*** DATA IN THIS EXERCISE

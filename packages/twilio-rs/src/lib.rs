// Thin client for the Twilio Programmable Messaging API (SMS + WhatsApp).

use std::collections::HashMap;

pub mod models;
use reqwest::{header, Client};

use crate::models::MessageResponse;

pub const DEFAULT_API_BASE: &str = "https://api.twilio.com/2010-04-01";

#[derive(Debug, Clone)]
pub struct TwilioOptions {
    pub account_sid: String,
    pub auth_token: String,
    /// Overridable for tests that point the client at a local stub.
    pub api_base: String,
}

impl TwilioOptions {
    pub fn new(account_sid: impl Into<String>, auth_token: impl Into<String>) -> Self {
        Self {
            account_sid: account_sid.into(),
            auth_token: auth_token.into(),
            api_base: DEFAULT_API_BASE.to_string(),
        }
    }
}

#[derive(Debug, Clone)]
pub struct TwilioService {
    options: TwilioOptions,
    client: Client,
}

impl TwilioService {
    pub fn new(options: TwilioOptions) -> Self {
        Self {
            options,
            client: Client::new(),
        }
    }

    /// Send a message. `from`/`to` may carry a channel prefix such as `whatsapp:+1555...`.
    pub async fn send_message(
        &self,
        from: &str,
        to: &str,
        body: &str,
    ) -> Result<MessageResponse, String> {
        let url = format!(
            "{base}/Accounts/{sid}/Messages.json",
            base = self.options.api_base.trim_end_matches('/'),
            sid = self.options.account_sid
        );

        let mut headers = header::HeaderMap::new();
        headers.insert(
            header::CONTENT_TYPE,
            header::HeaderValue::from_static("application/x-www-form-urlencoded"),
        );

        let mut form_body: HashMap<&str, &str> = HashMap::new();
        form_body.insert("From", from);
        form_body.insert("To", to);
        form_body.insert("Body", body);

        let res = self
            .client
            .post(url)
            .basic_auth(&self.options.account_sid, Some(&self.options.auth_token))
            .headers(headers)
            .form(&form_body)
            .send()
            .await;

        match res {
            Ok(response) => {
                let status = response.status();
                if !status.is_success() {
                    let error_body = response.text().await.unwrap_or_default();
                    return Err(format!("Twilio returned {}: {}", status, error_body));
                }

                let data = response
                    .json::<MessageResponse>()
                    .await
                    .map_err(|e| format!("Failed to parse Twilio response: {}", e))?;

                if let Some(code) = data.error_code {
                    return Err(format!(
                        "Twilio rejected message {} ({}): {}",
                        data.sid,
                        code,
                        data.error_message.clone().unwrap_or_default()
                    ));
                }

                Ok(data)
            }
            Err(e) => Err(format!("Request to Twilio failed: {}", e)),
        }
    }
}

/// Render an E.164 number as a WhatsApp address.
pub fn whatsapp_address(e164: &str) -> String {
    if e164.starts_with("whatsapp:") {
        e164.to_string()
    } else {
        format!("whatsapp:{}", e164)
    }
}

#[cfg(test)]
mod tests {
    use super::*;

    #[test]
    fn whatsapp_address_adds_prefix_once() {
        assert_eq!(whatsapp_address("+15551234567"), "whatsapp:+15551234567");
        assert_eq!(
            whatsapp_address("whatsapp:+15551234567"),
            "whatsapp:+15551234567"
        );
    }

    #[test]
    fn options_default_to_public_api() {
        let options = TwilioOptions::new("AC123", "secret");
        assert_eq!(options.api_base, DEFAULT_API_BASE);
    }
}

******
*** DATA IN THIS EXERCISE

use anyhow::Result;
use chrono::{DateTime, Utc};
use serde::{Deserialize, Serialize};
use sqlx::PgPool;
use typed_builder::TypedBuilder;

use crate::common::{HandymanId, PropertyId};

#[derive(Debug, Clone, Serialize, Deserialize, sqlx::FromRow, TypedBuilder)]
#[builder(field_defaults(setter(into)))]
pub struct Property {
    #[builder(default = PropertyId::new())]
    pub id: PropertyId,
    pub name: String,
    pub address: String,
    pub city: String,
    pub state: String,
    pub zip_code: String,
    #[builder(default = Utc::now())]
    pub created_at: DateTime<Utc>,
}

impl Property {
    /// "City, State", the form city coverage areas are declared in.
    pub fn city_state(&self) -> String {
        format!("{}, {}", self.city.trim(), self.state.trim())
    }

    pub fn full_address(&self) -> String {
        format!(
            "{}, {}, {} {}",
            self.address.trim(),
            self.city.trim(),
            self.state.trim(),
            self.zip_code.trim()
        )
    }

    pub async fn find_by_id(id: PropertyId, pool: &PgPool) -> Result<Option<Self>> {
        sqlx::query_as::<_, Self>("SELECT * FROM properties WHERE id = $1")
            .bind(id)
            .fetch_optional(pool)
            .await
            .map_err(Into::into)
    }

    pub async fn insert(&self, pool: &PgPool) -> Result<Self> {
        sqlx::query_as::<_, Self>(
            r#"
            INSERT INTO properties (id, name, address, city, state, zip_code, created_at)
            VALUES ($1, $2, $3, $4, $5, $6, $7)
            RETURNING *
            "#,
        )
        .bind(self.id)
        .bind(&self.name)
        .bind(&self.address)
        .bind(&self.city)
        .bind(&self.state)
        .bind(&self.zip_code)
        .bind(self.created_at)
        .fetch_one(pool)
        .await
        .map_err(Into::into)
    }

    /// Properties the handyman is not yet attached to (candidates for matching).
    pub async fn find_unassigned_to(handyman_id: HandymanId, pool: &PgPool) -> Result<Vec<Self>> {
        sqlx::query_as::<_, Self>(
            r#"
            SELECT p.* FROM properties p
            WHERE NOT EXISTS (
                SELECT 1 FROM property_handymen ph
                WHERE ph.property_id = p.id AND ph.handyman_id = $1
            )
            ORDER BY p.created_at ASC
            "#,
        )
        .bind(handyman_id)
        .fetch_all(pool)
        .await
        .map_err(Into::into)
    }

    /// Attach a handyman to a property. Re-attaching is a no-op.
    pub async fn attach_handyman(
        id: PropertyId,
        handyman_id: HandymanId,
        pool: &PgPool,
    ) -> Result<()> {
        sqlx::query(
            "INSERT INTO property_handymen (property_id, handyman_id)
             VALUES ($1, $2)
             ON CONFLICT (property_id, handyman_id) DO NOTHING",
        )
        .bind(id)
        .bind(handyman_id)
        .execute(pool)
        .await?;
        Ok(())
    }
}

******

■ HOW TO COMPLETE THIS TASK: Where a line above includes "Deserialize", copy that line.

■ YOUR SOLUTION:
use serde::{Deserialize, Serialize};
#[derive(Debug, Clone, Serialize, Deserialize, sqlx::FromRow, TypedBuilder)]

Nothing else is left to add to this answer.